= Topology of the World Wide Web =

World Wide Web topology is distinct from Internet topology. While the former focuses on how web pages are interconnected through hyperlinks, the latter refers to the layout of network infrastructure like routers, ISPs, and backbone connections.

The Jellyfish model of the World Wide Web topology represents the web as a core of highly connected nodes (web pages) surrounded by layers of less connected nodes. The Bow Tie model, on the other hand, divides the web into distinct zones: a strongly connected core, an 'IN' group leading into the core, an 'OUT' group leading out, and disconnected components. This model emphasizes the flow of hyperlinks between different parts of the web..

==Models of web page topology==

===Jellyfish Model===

The simplistic Jellyfish model of the World Wide Web centers around a large strongly connected core of high-degree web pages that form a clique; pages such that there is a path from any page within the core to any other page. In other words, starting from any node within the core, it is possible to visit any other node in the core just by clicking hyperlinks. From there, a distinction is made between pages of single degree and those of higher order degree. Pages with many links form rings around the center, with all such pages that are a single link away from the core making up the first ring, all such pages that are two links away from the core making up the second ring, and so on. Then from each ring, pages of single degree are depicted as hanging downward, with a page linked by the core hanging from the center, for example. In this manner, the rings form a sort of dome away from the center that is reminiscent of a jellyfish, with the hanging nodes making up the creature's tentacles.

===Bow Tie Model===
The Bow Tie model comprises four main groups of web pages, plus some smaller ones. Like the Jellyfish model there is a strongly connected core. There are two other large groups, roughly of equal sizes. One consists of all pages that link to the strongly connected core, but which have no links from the core back out to them. This is the "Origination" or "In" group, as it contains links that lead into the core and originate outside it. The counterpart to this is the group of all pages that the strongly connected core links to, but which have no links back into the core. This is the "Termination" or "Out" group, as it contains links that lead out of the core and terminate outside it. A fourth group is all the disconnected pages, which neither link to the core nor are linked from it.

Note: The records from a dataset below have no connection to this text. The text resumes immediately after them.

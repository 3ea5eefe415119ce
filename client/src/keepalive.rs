//! Periodic liveness signaling for the client session.

use std::time::{Duration, Instant};

/// Tick-confined repeating timer for the keep-alive command.
///
/// The session starts the timer exactly once, on the first Connect event,
/// and polls it every tick; a fire means "enqueue a keep-alive now". The
/// first fire happens one full interval after starting. Starting while
/// already running is a no-op and never creates a second concurrent timer;
/// the timer must be stopped before the session is torn down so it cannot
/// fire against a stale connection.
#[derive(Debug)]
pub struct KeepAliveTimer {
    interval: Duration,
    running: bool,
    last_fired: Instant,
}

impl KeepAliveTimer {
    pub fn new(interval: Duration) -> Self {
        Self {
            interval,
            running: false,
            last_fired: Instant::now(),
        }
    }

    pub fn interval(&self) -> Duration {
        self.interval
    }

    pub fn is_running(&self) -> bool {
        self.running
    }

    /// Starts the timer; no-op when it is already running.
    pub fn start(&mut self) {
        if self.running {
            return;
        }
        self.running = true;
        self.last_fired = Instant::now();
    }

    pub fn stop(&mut self) {
        self.running = false;
    }

    /// True when a full interval has elapsed since the last fire. The fire
    /// time is consumed, so a single elapsed interval yields exactly one
    /// fire no matter how often the timer is polled.
    pub fn poll(&mut self) -> bool {
        if !self.running {
            return false;
        }
        if self.last_fired.elapsed() >= self.interval {
            self.last_fired = Instant::now();
            return true;
        }
        false
    }
}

The Bow Tie model has additional, smaller groups of web pages. Both the "In" and "Out" groups have smaller "Tendrils" leading to and from them. These consist of pages that link to and from the "In" and "Out" group but are not part of either to begin with, in essence the "Origination" and "Termination" groups of the larger "In" and "Out". This can be carried on ad nauseam, adding tendrils to the tendrils, and so on. Additionally, there is another important group known as "Tubes". This group consists of pages accessible from "In" and which link to "Out", but which are not part of the large core. Visually, they form alternative routes from "In" to "Out", like tubes bending around the central strongly connected component.